• Stored entries:
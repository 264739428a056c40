//! Maps domain `AppError` to HTTP responses.

use axum::Json;
use axum::http::StatusCode;
use axum::response::{IntoResponse, Response};
use serde::{Deserialize, Serialize};

use mediavault_core::error::{AppError, ErrorKind};

/// Standard API error response body.
#[derive(Debug, Clone, Serialize, Deserialize)]
pub struct ApiErrorResponse {
    /// Machine-readable error code.
    pub error: String,
    /// Human-readable message.
    pub message: String,
}

/// Handler error: an [`AppError`] on its way to the client.
///
/// `?` on any `AppResult` inside a handler converts through `From`.
#[derive(Debug)]
pub struct ApiError(pub AppError);

impl From<AppError> for ApiError {
    fn from(err: AppError) -> Self {
        Self(err)
    }
}

/// The status code and error code for an error kind.
pub fn status_for(kind: ErrorKind) -> (StatusCode, &'static str) {
    match kind {
        ErrorKind::Validation => (StatusCode::BAD_REQUEST, "VALIDATION_ERROR"),
        ErrorKind::NotFound => (StatusCode::NOT_FOUND, "NOT_FOUND"),
        ErrorKind::Conflict => (StatusCode::CONFLICT, "CONFLICT"),
        ErrorKind::Storage => (StatusCode::BAD_GATEWAY, "STORAGE_ERROR"),
        ErrorKind::Internal | ErrorKind::Database | ErrorKind::Configuration => {
            (StatusCode::INTERNAL_SERVER_ERROR, "INTERNAL_ERROR")
        }
    }
}

impl IntoResponse for ApiError {
    fn into_response(self) -> Response {
        let err = self.0;
        let (status, error_code) = status_for(err.kind);
        if status.is_server_error() {
            tracing::error!(kind = %err.kind, error = %err.message, "Request failed");
        }

        let body = ApiErrorResponse {
            error: error_code.to_string(),
            message: err.message,
        };

        (status, Json(body)).into_response()
    }
}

• YOUR OBJECTIVE: Only the lines with the string "struct" are wanted; pick them out of the records above and copy them.

• TASK SOLUTION:
pub struct ApiErrorResponse {
pub struct ApiError(pub AppError);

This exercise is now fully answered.